The coming trends in virtual reality are set to revolutionize an already growing industry. The excitement generated by the introduction of VR technology in the late 2000s captured the attention of tens of thousands of early adopters, and several notable innovations have increased public interest in immersive and interactive 360-degree video. Whether you’re talking about true virtual reality or the related technology augmented reality, your options for the coming months and years are growing in depth and complexity.
People Are Learning About It
While VR technology has gotten popular over the last five years or so, it’s still a relatively unknown niche market. Like the first PC users, VR headset owners at this stage are enthusiasts who have been closely following the trends in virtual reality since the technology was developed. As the technology becomes cheaper and more games, movies and other content is adapted to it, the number of users is likely to grow significantly. No one knows if VR will eventually replace traditional computers, but the trend for now is toward more consumer familiarity and access.
The first way VR will become more popular is by getting cheaper. Many of the trends in virtual reality have already included cheap headsets that served to introduce the technology to a larger audience. Google created the low-budget headset that can be punched out of a piece of cardboard and folded around a compatible mobile phone. It creates an immersive 360-degree video experience that’s completely different than conventional mobile computing but not quite like true, interactive virtual reality. The trend toward mobile VR is significant, though.
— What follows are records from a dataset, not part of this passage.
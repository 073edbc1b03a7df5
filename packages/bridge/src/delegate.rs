//! The delegate: performs operations asynchronously and completes the
//! waiting guest's flag cell.

use std::sync::Arc;
use std::time::Instant;

use async_trait::async_trait;
use tokio::sync::mpsc;
use tokio::task::JoinHandle;
use tracing::{debug, warn};

use crate::memory::SharedMemory;
use crate::message::{Operation, OperationPayload, OperationRequest, OperationResult};
use crate::transport::ResultSink;

/// Performs one operation. Errors become an error result for the waiter.
#[async_trait]
pub trait OperationHandler: Send + Sync {
    async fn perform(&self, operation: &Operation) -> Result<OperationPayload, String>;
}

/// Default handler: timers sleep on the tokio clock.
#[derive(Debug, Clone, Copy, Default)]
pub struct TimerHandler;

#[async_trait]
impl OperationHandler for TimerHandler {
    async fn perform(&self, operation: &Operation) -> Result<OperationPayload, String> {
        match operation {
            Operation::Timer { duration } => {
                let start = Instant::now();
                tokio::time::sleep(*duration).await;
                Ok(OperationPayload::Elapsed(start.elapsed()))
            }
        }
    }
}

/// Services operation requests on a tokio runtime.
#[derive(Clone)]
pub struct Delegate {
    memory: SharedMemory,
    handler: Arc<dyn OperationHandler>,
    results: Arc<dyn ResultSink>,
}

impl std::fmt::Debug for Delegate {
    fn fmt(&self, f: &mut std::fmt::Formatter<'_>) -> std::fmt::Result {
        f.debug_struct("Delegate")
            .field("memory", &self.memory)
            .finish_non_exhaustive()
    }
}

impl Delegate {
    pub fn new(memory: SharedMemory, results: impl ResultSink + 'static) -> Self {
        Self {
            memory,
            handler: Arc::new(TimerHandler),
            results: Arc::new(results),
        }
    }

    pub fn with_handler(mut self, handler: Arc<dyn OperationHandler>) -> Self {
        self.handler = handler;
        self
    }

    /// Start work on one request. Must be called within a tokio runtime.
    ///
    /// The result is delivered before the flag cell is completed, so a woken
    /// waiter always finds it. A failed or panicking operation still
    /// completes the cell. Results whose cell is no longer pending are
    /// discarded rather than delivered.
    pub fn on_request(&self, request: OperationRequest) -> JoinHandle<()> {
        let delegate = self.clone();
        tokio::spawn(async move { delegate.process(request).await })
    }

    /// Handle requests until every sender is gone.
    pub async fn serve(self, mut requests: mpsc::UnboundedReceiver<OperationRequest>) {
        while let Some(request) = requests.recv().await {
            self.on_request(request);
        }
        debug!("Request channel closed, delegate stopping");
    }

    async fn process(&self, request: OperationRequest) {
        let OperationRequest {
            correlation_id,
            operation,
            flag_cell,
        } = request;
        debug!(%correlation_id, cell = %flag_cell, kind = operation.kind(), "Delegate received request");

        let handler = Arc::clone(&self.handler);
        let work = tokio::spawn(async move { handler.perform(&operation).await });
        let outcome = match work.await {
            Ok(outcome) => outcome,
            Err(e) => Err(format!("operation failed: {}", e)),
        };
        if let Err(message) = &outcome {
            warn!(%correlation_id, error = %message, "Operation failed");
        }

        // The waiter timed out and released its cell, or the reference was
        // never valid. Nobody will take this result.
        if !self.memory.is_pending(flag_cell) {
            warn!(%correlation_id, cell = %flag_cell, "Flag cell no longer pending, discarding result");
            self.results.discard(correlation_id);
            return;
        }

        self.results.deliver(OperationResult {
            correlation_id,
            outcome,
        });

        if let Err(e) = self.memory.complete(flag_cell) {
            warn!(%correlation_id, error = %e, "Could not complete flag cell");
            self.results.discard(correlation_id);
        }
    }
}

#[cfg(test)]
mod tests {
    use super::*;
    use crate::memory::FlagCellRef;
    use crate::message::CorrelationId;
    use crate::transport::Mailbox;
    use std::time::Duration;

    fn timer(id: u64, flag_cell: FlagCellRef) -> OperationRequest {
        OperationRequest {
            correlation_id: CorrelationId::new(id),
            operation: Operation::Timer {
                duration: Duration::ZERO,
            },
            flag_cell,
        }
    }

    fn runtime() -> tokio::runtime::Runtime {
        tokio::runtime::Builder::new_current_thread()
            .enable_time()
            .build()
            .unwrap()
    }

    #[test]
    fn result_is_stored_before_cell_completes() {
        let memory = SharedMemory::new(1);
        let mailbox = Mailbox::new();
        let delegate = Delegate::new(memory.clone(), mailbox.clone());
        let cell = memory.allocate().unwrap();

        runtime()
            .block_on(async { delegate.on_request(timer(1, cell.cell_ref())).await })
            .unwrap();

        assert!(cell.is_completed());
        assert!(mailbox.take(CorrelationId::new(1)).is_some());
    }

    #[test]
    fn results_for_released_cells_are_not_kept() {
        let memory = SharedMemory::new(1);
        let mailbox = Mailbox::new();
        let delegate = Delegate::new(memory.clone(), mailbox.clone());

        let cell = memory.allocate().unwrap();
        let stale = cell.cell_ref();
        drop(cell);

        let runtime = runtime();
        for id in 1..=100 {
            runtime
                .block_on(async { delegate.on_request(timer(id, stale)).await })
                .unwrap();
        }
        let garbage = FlagCellRef {
            index: 9,
            generation: 1,
        };
        runtime
            .block_on(async { delegate.on_request(timer(101, garbage)).await })
            .unwrap();

        assert!(mailbox.is_empty());
        assert_eq!(memory.available(), 1);
    }
}
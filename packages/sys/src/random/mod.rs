//! Secure random bytes from the host.

use rand::rngs::OsRng;
use rand::RngCore;
use thiserror::Error;

/// Largest number of bytes requested from the host source in one call.
pub const MAX_CHUNK: usize = 65536;

/// Largest total request accepted by [`RandomSource::get_random_bytes`].
pub const MAX_REQUEST: u64 = 1 << 24;

#[derive(Debug, Error)]
pub enum RandomError {
    #[error("requested {requested} random bytes, limit is {limit}")]
    TooLarge { requested: u64, limit: u64 },

    #[error("host entropy source failed: {0}")]
    Entropy(String),
}

/// Cryptographically secure randomness from the operating system.
#[derive(Debug, Clone, Copy, Default)]
pub struct RandomSource;

impl RandomSource {
    pub fn new() -> Self {
        Self
    }

    pub fn get_random_bytes(&self, len: u64) -> Result<Vec<u8>, RandomError> {
        if len > MAX_REQUEST {
            return Err(RandomError::TooLarge {
                requested: len,
                limit: MAX_REQUEST,
            });
        }
        let mut bytes = vec![0u8; len as usize];
        for chunk in bytes.chunks_mut(MAX_CHUNK) {
            OsRng
                .try_fill_bytes(chunk)
                .map_err(|e| RandomError::Entropy(e.to_string()))?;
        }
        Ok(bytes)
    }

    pub fn get_random_u64(&self) -> Result<u64, RandomError> {
        let mut buf = [0u8; 8];
        OsRng
            .try_fill_bytes(&mut buf)
            .map_err(|e| RandomError::Entropy(e.to_string()))?;
        Ok(u64::from_le_bytes(buf))
    }
}

#[cfg(test)]
mod tests {
    use super::*;

    #[test]
    fn returns_requested_length() {
        let random = RandomSource::new();
        assert_eq!(random.get_random_bytes(0).unwrap().len(), 0);
        assert_eq!(random.get_random_bytes(32).unwrap().len(), 32);
    }

    #[test]
    fn spans_multiple_chunks() {
        let bytes = RandomSource::new()
            .get_random_bytes(MAX_CHUNK as u64 * 2 + 10)
            .unwrap();
        assert_eq!(bytes.len(), MAX_CHUNK * 2 + 10);
        // The short tail chunk is filled too.
        assert!(bytes[MAX_CHUNK * 2..].iter().any(|b| *b != 0));
    }

    #[test]
    fn rejects_oversized_requests() {
        let err = RandomSource::new().get_random_bytes(MAX_REQUEST + 1).unwrap_err();
        assert!(matches!(err, RandomError::TooLarge { .. }));
    }

    #[test]
    fn u64_values_vary() {
        let random = RandomSource::new();
        let values: Vec<u64> = (0..4).map(|_| random.get_random_u64().unwrap()).collect();
        assert!(values.windows(2).any(|w| w[0] != w[1]));
    }
}
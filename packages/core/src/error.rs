//! Filesystem error codes.

use serde::{Deserialize, Serialize};
use thiserror::Error;

/// Error codes returned by filesystem operations, similar to `errno` in POSIX.
///
/// Not every code is produced by the in-memory filesystem; the full set is
/// kept so guests can branch on the same enumeration they were compiled
/// against.
#[derive(Debug, Clone, Copy, PartialEq, Eq, Hash, Error, Serialize, Deserialize)]
#[serde(rename_all = "kebab-case")]
pub enum ErrorCode {
    /// Permission denied (`EACCES`).
    #[error("access")]
    Access,
    /// Operation would block (`EAGAIN`).
    #[error("would-block")]
    WouldBlock,
    /// Connection already in progress (`EALREADY`).
    #[error("already")]
    Already,
    /// Bad descriptor (`EBADF`).
    #[error("bad-descriptor")]
    BadDescriptor,
    /// Device or resource busy (`EBUSY`).
    #[error("busy")]
    Busy,
    /// Resource deadlock would occur (`EDEADLK`).
    #[error("deadlock")]
    Deadlock,
    /// Storage quota exceeded (`EDQUOT`).
    #[error("quota")]
    Quota,
    /// File exists (`EEXIST`).
    #[error("exist")]
    Exist,
    /// File too large (`EFBIG`).
    #[error("file-too-large")]
    FileTooLarge,
    /// Illegal byte sequence (`EILSEQ`).
    #[error("illegal-byte-sequence")]
    IllegalByteSequence,
    /// Operation in progress (`EINPROGRESS`).
    #[error("in-progress")]
    InProgress,
    /// Interrupted function (`EINTR`).
    #[error("interrupted")]
    Interrupted,
    /// Invalid argument (`EINVAL`).
    #[error("invalid")]
    Invalid,
    /// I/O error (`EIO`).
    #[error("io")]
    Io,
    /// Is a directory (`EISDIR`).
    #[error("is-directory")]
    IsDirectory,
    /// Too many levels of symbolic links (`ELOOP`).
    #[error("loop")]
    Loop,
    /// Too many links (`EMLINK`).
    #[error("too-many-links")]
    TooManyLinks,
    /// Message too large (`EMSGSIZE`).
    #[error("message-size")]
    MessageSize,
    /// Filename too long (`ENAMETOOLONG`).
    #[error("name-too-long")]
    NameTooLong,
    /// No such device (`ENODEV`).
    #[error("no-device")]
    NoDevice,
    /// No such file or directory (`ENOENT`).
    #[error("no-entry")]
    NoEntry,
    /// No locks available (`ENOLCK`).
    #[error("no-lock")]
    NoLock,
    /// Not enough space (`ENOMEM`).
    #[error("insufficient-memory")]
    InsufficientMemory,
    /// No space left on device (`ENOSPC`).
    #[error("insufficient-space")]
    InsufficientSpace,
    /// Not a directory (`ENOTDIR`).
    #[error("not-directory")]
    NotDirectory,
    /// Directory not empty (`ENOTEMPTY`).
    #[error("not-empty")]
    NotEmpty,
    /// State not recoverable (`ENOTRECOVERABLE`).
    #[error("not-recoverable")]
    NotRecoverable,
    /// Not supported (`ENOTSUP`, `ENOSYS`).
    #[error("unsupported")]
    Unsupported,
    /// Inappropriate I/O control operation (`ENOTTY`).
    #[error("no-tty")]
    NoTty,
    /// No such device or address (`ENXIO`).
    #[error("no-such-device")]
    NoSuchDevice,
    /// Value too large to be stored in data type (`EOVERFLOW`).
    #[error("overflow")]
    Overflow,
    /// Operation not permitted (`EPERM`).
    #[error("not-permitted")]
    NotPermitted,
    /// Broken pipe (`EPIPE`).
    #[error("pipe")]
    Pipe,
    /// Read-only file system (`EROFS`).
    #[error("read-only")]
    ReadOnly,
    /// Invalid seek (`ESPIPE`).
    #[error("invalid-seek")]
    InvalidSeek,
    /// Text file busy (`ETXTBSY`).
    #[error("text-file-busy")]
    TextFileBusy,
    /// Cross-device link (`EXDEV`).
    #[error("cross-device")]
    CrossDevice,
}

impl ErrorCode {
    /// Every code, in the order of the guest interface's enum discriminants.
    pub const ALL: [ErrorCode; 37] = [
        ErrorCode::Access,
        ErrorCode::WouldBlock,
        ErrorCode::Already,
        ErrorCode::BadDescriptor,
        ErrorCode::Busy,
        ErrorCode::Deadlock,
        ErrorCode::Quota,
        ErrorCode::Exist,
        ErrorCode::FileTooLarge,
        ErrorCode::IllegalByteSequence,
        ErrorCode::InProgress,
        ErrorCode::Interrupted,
        ErrorCode::Invalid,
        ErrorCode::Io,
        ErrorCode::IsDirectory,
        ErrorCode::Loop,
        ErrorCode::TooManyLinks,
        ErrorCode::MessageSize,
        ErrorCode::NameTooLong,
        ErrorCode::NoDevice,
        ErrorCode::NoEntry,
        ErrorCode::NoLock,
        ErrorCode::InsufficientMemory,
        ErrorCode::InsufficientSpace,
        ErrorCode::NotDirectory,
        ErrorCode::NotEmpty,
        ErrorCode::NotRecoverable,
        ErrorCode::Unsupported,
        ErrorCode::NoTty,
        ErrorCode::NoSuchDevice,
        ErrorCode::Overflow,
        ErrorCode::NotPermitted,
        ErrorCode::Pipe,
        ErrorCode::ReadOnly,
        ErrorCode::InvalidSeek,
        ErrorCode::TextFileBusy,
        ErrorCode::CrossDevice,
    ];

    /// The numeric discriminant the guest interface assigns to this code.
    pub fn discriminant(self) -> u8 {
        self as u8
    }

    /// Look a code up by discriminant.
    pub fn from_discriminant(value: u8) -> Option<Self> {
        Self::ALL.get(value as usize).copied()
    }
}

#[cfg(test)]
mod tests {
    use super::*;

    #[test]
    fn display_is_kebab_case() {
        assert_eq!(ErrorCode::NoEntry.to_string(), "no-entry");
        assert_eq!(ErrorCode::IsDirectory.to_string(), "is-directory");
        assert_eq!(ErrorCode::BadDescriptor.to_string(), "bad-descriptor");
    }

    #[test]
    fn serde_matches_display() {
        for code in ErrorCode::ALL {
            let json = serde_json::to_string(&code).unwrap();
            assert_eq!(json, format!("\"{}\"", code));
        }
    }

    #[test]
    fn discriminants_follow_declaration_order() {
        assert_eq!(ErrorCode::Access.discriminant(), 0);
        assert_eq!(ErrorCode::Exist.discriminant(), 7);
        assert_eq!(ErrorCode::NoEntry.discriminant(), 20);
        assert_eq!(ErrorCode::Unsupported.discriminant(), 27);
        assert_eq!(ErrorCode::CrossDevice.discriminant(), 36);
        assert_eq!(ErrorCode::from_discriminant(24), Some(ErrorCode::NotDirectory));
        assert_eq!(ErrorCode::from_discriminant(37), None);
    }
}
Another important trend in virtual reality is the production of high-end headsets like the Oculus Rift and Google Glass. These two devices represent diverging trends in this market: the Rift will appeal to dedicated gamers and technology enthusiasts while Glass will find a market with professionals and other casual users with enough disposable income. As with advances in gaming technology, the VR industry will evolve to include faster video processing, more VRAM and more processor cores for smoother 3-D rendering. These improvements will be driven by demand from largely the same audience of gamers who care more than anyone else about the tech specs of every new game console that’s released.
One of the most significant trends in virtual reality is the move away from immersive 360-degree video toward a fully interactive experience. The first VR headsets were only capable of basic user input events such as camera movements and zooming. The mobile headsets and augmented reality glasses have little or no interactive capabilities aside from the conventional controls included with traditional handsets and mobile devices. The next generation of VR headsets will begin to give users a sense of being plunged into a 3-D world that reacts in real time to their actions.
More Serious Content
All of these trends in virtual reality so far have to do with the hardware, but the software technology is equally important when it comes to computing power and interactivity. Until now, the choices of games and apps for VR devices have been limited. They’ve often been designed as simple demonstrations of a system’s capabilities. The coming software will feature enhanced 3-D technology such as tessellation for more realistic graphics and advanced lighting techniques for a more immersive experience.
While VR is still an emerging technology, the possibilities for what can be done in the near future are exciting. If you’re interested in the current trends in virtual reality, you may want to consider a degree in multimedia art and design or in computer science.